**How to complete this task**
Only the lines of the data below from the one with "let index = position as usize;" through the one with "let step = from_rate" are wanted. Repeat them exactly.

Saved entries
%%

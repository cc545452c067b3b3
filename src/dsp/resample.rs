//! Sample-rate conversion by linear interpolation.

/// Read `signal` at a fractional position, linearly interpolating between
/// neighbouring samples. Positions past the end read as silence.
#[inline]
pub fn read_linear(signal: &[f32], position: f64) -> f32 {
    if position < 0.0 {
        return 0.0;
    }
    let index = position as usize;
    let frac = (position - index as f64) as f32;

    let a = match signal.get(index) {
        Some(&a) => a,
        None => return 0.0,
    };
    let b = signal.get(index + 1).copied().unwrap_or(0.0);
    a + (b - a) * frac
}

/// Resample a whole signal from `from_rate` to `to_rate`.
///
/// Returns the input unchanged when the rates already match.
pub fn resample_linear(signal: &[f32], from_rate: f32, to_rate: f32) -> Vec<f32> {
    if from_rate == to_rate || signal.is_empty() || from_rate <= 0.0 || to_rate <= 0.0 {
        return signal.to_vec();
    }

    let step = from_rate as f64 / to_rate as f64;
    let len = ((signal.len() as f64) / step).ceil().max(1.0) as usize;

    (0..len)
        .map(|i| read_linear(signal, i as f64 * step))
        .collect()
}

#[cfg(test)]
mod tests {
    use super::*;

    #[test]
    fn test_read_linear_interpolates() {
        let signal = [0.0, 1.0, 0.0];
        assert_eq!(read_linear(&signal, 0.0), 0.0);
        assert_eq!(read_linear(&signal, 0.5), 0.5);
        assert_eq!(read_linear(&signal, 1.0), 1.0);
        assert_eq!(read_linear(&signal, 1.25), 0.75);
    }

    #[test]
    fn test_read_linear_past_end_is_silent() {
        let signal = [1.0, 1.0];
        assert_eq!(read_linear(&signal, 2.0), 0.0);
        assert_eq!(read_linear(&signal, 10.5), 0.0);
    }

    #[test]
    fn test_same_rate_is_identity() {
        let signal = vec![0.1, 0.2, 0.3];
        assert_eq!(resample_linear(&signal, 48_000.0, 48_000.0), signal);
    }

    #[test]
    fn test_upsample_doubles_length() {
        let signal = vec![0.0, 1.0, 0.0, -1.0];
        let out = resample_linear(&signal, 24_000.0, 48_000.0);

        assert_eq!(out.len(), 8);
        assert_eq!(out[1], 0.5);
        assert_eq!(out[2], 1.0);
    }

    #[test]
    fn test_downsample_halves_length() {
        let signal: Vec<f32> = (0..100).map(|i| i as f32).collect();
        let out = resample_linear(&signal, 48_000.0, 24_000.0);

        assert_eq!(out.len(), 50);
        assert_eq!(out[10], 20.0);
    }
}
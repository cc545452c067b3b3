/// Context passed to graph nodes during rendering
///
/// Contains information about what to render:
/// - sample_rate: Output sample rate of the render thread (e.g., 48000.0)
/// - frame: Index of the first frame of this block since the renderer started
pub struct RenderCtx {
    pub sample_rate: f32,
    pub frame: u64,
}

impl RenderCtx {
    pub fn new(sample_rate: f32) -> Self {
        Self {
            sample_rate,
            frame: 0,
        }
    }

    /// Context for the block starting at `frame`
    pub fn at_frame(sample_rate: f32, frame: u64) -> Self {
        Self { sample_rate, frame }
    }

    /// Current playback time in seconds
    pub fn time(&self) -> f64 {
        self.frame as f64 / self.sample_rate as f64
    }
}

/// Core trait for audio processing graph nodes
///
/// Effects process `out` in place; sources overwrite it.
pub trait GraphNode: Send {
    fn render_block(&mut self, out: &mut [f32], ctx: &RenderCtx);

    /// Clear internal state (delay lines, filter memory, smoothing).
    ///
    /// Default implementation does nothing (stateless nodes).
    fn reset(&mut self) {
        // Default: do nothing
    }

    /// Check if this node is still producing sound
    ///
    /// Sources report `false` once they ran out of material or were stopped.
    fn is_active(&self) -> bool {
        true
    }
}

/// Allow boxed graph nodes to be used as graph nodes (for dynamic dispatch)
impl GraphNode for Box<dyn GraphNode> {
    fn render_block(&mut self, out: &mut [f32], ctx: &RenderCtx) {
        (**self).render_block(out, ctx)
    }

    fn reset(&mut self) {
        (**self).reset()
    }

    fn is_active(&self) -> bool {
        (**self).is_active()
    }
}
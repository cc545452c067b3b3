//! Benchmarks for low-level DSP primitives.

mod amplify;
mod convolution;
mod filter;
mod mix;

pub use amplify::bench_amplify;
pub use convolution::bench_convolution;
pub use filter::bench_filter;
pub use mix::bench_mix;
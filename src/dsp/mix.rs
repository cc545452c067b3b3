//! Bus summing and channel downmix primitives.

/*
Summing Buses
=============

A bus is a buffer several signal paths add into. The reverb graph has two:

  merge bus   every active convolution voice adds its output here
  master bus  the dry path and the (attenuated) merge bus add here

Vocabulary
----------

  summing       Adding signals at equal levels. The result contains all of them
                superimposed and can exceed the [-1.0, +1.0] range.

  normalization A gain placed after a bus so that adding more inputs does not
                keep making the result louder.


Why the merge bus is scaled by 1/K
----------------------------------

K voices fed by the same source, each roughly at unity level, sum to roughly
K times the level of one voice:

    K = 1   →  ×1
    K = 2   →  ×2   (+6 dB)
    K = 4   →  ×4   (+12 dB)

The merge gain is therefore 1 / max(1, K). For fully correlated voices this
keeps the peak level constant. For uncorrelated voices the power only grows
with √K, so 1/K is slightly too much attenuation; an RMS-preserving sum would
use 1/√K. The engine deliberately uses the simpler, deterministic 1/K.


Downmix
-------

The graph renders one channel. Multichannel buffers are folded to mono by
averaging their channels, which keeps a fully correlated stereo file at the
same level and never clips more than the loudest input channel.
*/

/// Sum two signals together without weighting.
///
/// ⚠️ WARNING: Can exceed [-1.0, +1.0] range! Apply gain before or limiting after.
#[inline]
pub fn sum(a: &[f32], b: &[f32], out: &mut [f32]) {
    debug_assert_eq!(a.len(), b.len());
    debug_assert_eq!(a.len(), out.len());

    for ((&sa, &sb), o) in a.iter().zip(b.iter()).zip(out.iter_mut()) {
        *o = sa + sb;
    }
}

/// Add signal B into signal A in-place (summing).
///
/// ⚠️ WARNING: Can exceed [-1.0, +1.0] range!
#[inline]
pub fn sum_in_place(a: &mut [f32], b: &[f32]) {
    debug_assert_eq!(a.len(), b.len());

    for (sa, &sb) in a.iter_mut().zip(b.iter()) {
        *sa += sb;
    }
}

/// Normalization gain for a bus fed by `inputs` parallel paths.
#[inline]
pub fn bus_normalization(inputs: usize) -> f32 {
    1.0 / inputs.max(1) as f32
}

/// Average planar channels into one mono signal.
///
/// Channels shorter than `out` contribute silence past their end.
pub fn downmix<C: AsRef<[f32]>>(channels: &[C], out: &mut [f32]) {
    out.fill(0.0);
    if channels.is_empty() {
        return;
    }

    for channel in channels {
        let channel = channel.as_ref();
        let len = channel.len().min(out.len());
        sum_in_place(&mut out[..len], &channel[..len]);
    }

    let scale = 1.0 / channels.len() as f32;
    for sample in out.iter_mut() {
        *sample *= scale;
    }
}

#[cfg(test)]
mod tests {
    use super::*;

    #[test]
    fn test_sum_can_exceed_one() {
        let a = [1.0, 0.5];
        let b = [1.0, 0.8];
        let mut out = [0.0; 2];

        sum(&a, &b, &mut out);

        assert_eq!(out[0], 2.0); // Exceeds 1.0!
        assert_eq!(out[1], 1.3);
    }

    #[test]
    fn test_sum_in_place() {
        let mut a = [0.25, -0.5, 0.0];
        let b = [0.25, 0.5, -1.0];

        sum_in_place(&mut a, &b);

        assert_eq!(a, [0.5, 0.0, -1.0]);
    }

    #[test]
    fn test_bus_normalization() {
        assert_eq!(bus_normalization(0), 1.0);
        assert_eq!(bus_normalization(1), 1.0);
        assert_eq!(bus_normalization(2), 0.5);
        assert_eq!(bus_normalization(4), 0.25);
    }

    #[test]
    fn test_normalized_bus_keeps_correlated_level() {
        let voice = [0.8, -0.4, 0.2];
        let mut bus = [0.0; 3];
        for _ in 0..4 {
            sum_in_place(&mut bus, &voice);
        }
        for s in bus.iter_mut() {
            *s *= bus_normalization(4);
        }
        for (b, v) in bus.iter().zip(voice.iter()) {
            assert!((b - v).abs() < 1e-6);
        }
    }

    #[test]
    fn test_downmix_averages_channels() {
        let left = vec![1.0, 0.0, 0.5];
        let right = vec![0.0, 1.0, 0.5];
        let mut out = [9.0; 3];

        downmix(&[left, right], &mut out);

        assert_eq!(out, [0.5, 0.5, 0.5]);
    }

    #[test]
    fn test_downmix_short_channel_pads_silence() {
        let left = vec![1.0, 1.0];
        let mut out = [9.0; 4];

        downmix(&[left], &mut out);

        assert_eq!(out, [1.0, 1.0, 0.0, 0.0]);
    }
}
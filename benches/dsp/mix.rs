//! Benchmarks for bus summing and downmixing.

use std::hint::black_box;

use criterion::{BenchmarkId, Criterion};
use saavy_ir::dsp::mix;

use crate::BLOCK_SIZES;

pub fn bench_mix(c: &mut Criterion) {
    let mut group = c.benchmark_group("dsp/mix");

    for &size in BLOCK_SIZES {
        let signal_a: Vec<f32> = (0..size).map(|i| (i as f32 * 0.1).sin()).collect();
        let signal_b: Vec<f32> = (0..size).map(|i| (i as f32 * 0.15).cos()).collect();
        let mut output = vec![0.0f32; size];

        group.bench_with_input(BenchmarkId::new("sum", size), &size, |b, _| {
            b.iter(|| {
                mix::sum(
                    black_box(&signal_a),
                    black_box(&signal_b),
                    black_box(&mut output),
                );
            })
        });

        let mut buffer_a = signal_a.clone();
        group.bench_with_input(BenchmarkId::new("sum_in_place", size), &size, |b, _| {
            b.iter(|| {
                buffer_a.copy_from_slice(&signal_a);
                mix::sum_in_place(black_box(&mut buffer_a), black_box(&signal_b));
            })
        });

        let stereo = [signal_a.clone(), signal_b.clone()];
        group.bench_with_input(BenchmarkId::new("downmix_stereo", size), &size, |b, _| {
            b.iter(|| {
                mix::downmix(black_box(&stereo), black_box(&mut output));
            })
        });
    }

    group.finish();
}
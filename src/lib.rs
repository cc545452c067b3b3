pub mod control; // Knob/slider curves and typed control targets
pub mod dsp;
pub mod engine; // Slots, graph builder, playback sessions, facade
pub mod graph; // Realtime graph nodes with shared parameters
pub mod io;

pub use engine::{Engine, EngineConfig, EngineError, EngineEvent};

pub const MAX_BLOCK_SIZE: usize = 2048;

/// Number of IR module slots held by an engine.
pub const SLOT_COUNT: usize = 4;
//! Sound card output: a cpal stream driving the engine's renderer.

use color_eyre::eyre::{eyre, Result as EyreResult, WrapErr};
use cpal::{
    traits::{DeviceTrait, HostTrait, StreamTrait},
    SampleFormat, Stream,
};
use rtrb::{Consumer, RingBuffer};
use saavy_ir::io::queue::{render_queue, RenderQueue};
use tracing::{error, info};

/// Samples kept for the oscilloscope
const SCOPE_CAPACITY: usize = 8192;

pub struct AudioOutput {
    /// Keeps the device running; dropping it stops audio
    pub stream: Stream,
    pub queue: RenderQueue,
    pub scope_rx: Consumer<f32>,
    pub sample_rate: f32,
    pub channels: usize,
}

/// Open the default output device and start rendering silence into it.
pub fn open(queue_capacity: usize) -> EyreResult<AudioOutput> {
    let host = cpal::default_host();
    let device = host
        .default_output_device()
        .ok_or_else(|| eyre!("no default output device available"))?;
    let config = device
        .default_output_config()
        .wrap_err("failed to fetch default output config")?;
    if config.sample_format() != SampleFormat::F32 {
        return Err(eyre!(
            "output device wants {:?} samples, only f32 is supported",
            config.sample_format()
        ));
    }

    let sample_rate = config.sample_rate().0 as f32;
    let channels = config.channels() as usize;
    info!(
        device = %device.name().unwrap_or_else(|_| "unknown".into()),
        sample_rate,
        channels,
        "opening audio output"
    );

    let (queue, mut renderer) = render_queue(sample_rate, queue_capacity);
    let (mut scope_tx, scope_rx) = RingBuffer::<f32>::new(SCOPE_CAPACITY);

    let stream = device
        .build_output_stream(
            &config.into(),
            move |data: &mut [f32], _| {
                renderer.render_interleaved(data, channels);

                // First channel only; drop samples if the UI is behind
                for frame in data.chunks(channels) {
                    if scope_tx.push(frame[0]).is_err() {
                        break;
                    }
                }
            },
            |err| error!(%err, "audio stream error"),
            None,
        )
        .wrap_err("failed to build output stream")?;
    stream.play().wrap_err("failed to start output stream")?;

    Ok(AudioOutput {
        stream,
        queue,
        scope_rx,
        sample_rate,
        channels,
    })
}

%%

**Solution for this problem**
    let index = position as usize;
    let frac = (position - index as f64) as f32;

    let a = match signal.get(index) {
        Some(&a) => a,
        None => return 0.0,
    };
    let b = signal.get(index + 1).copied().unwrap_or(0.0);
    a + (b - a) * frac
}

/// Resample a whole signal from `from_rate` to `to_rate`.
///
/// Returns the input unchanged when the rates already match.
pub fn resample_linear(signal: &[f32], from_rate: f32, to_rate: f32) -> Vec<f32> {
    if from_rate == to_rate || signal.is_empty() || from_rate <= 0.0 || to_rate <= 0.0 {
        return signal.to_vec();
    }

    let step = from_rate as f64 / to_rate as f64;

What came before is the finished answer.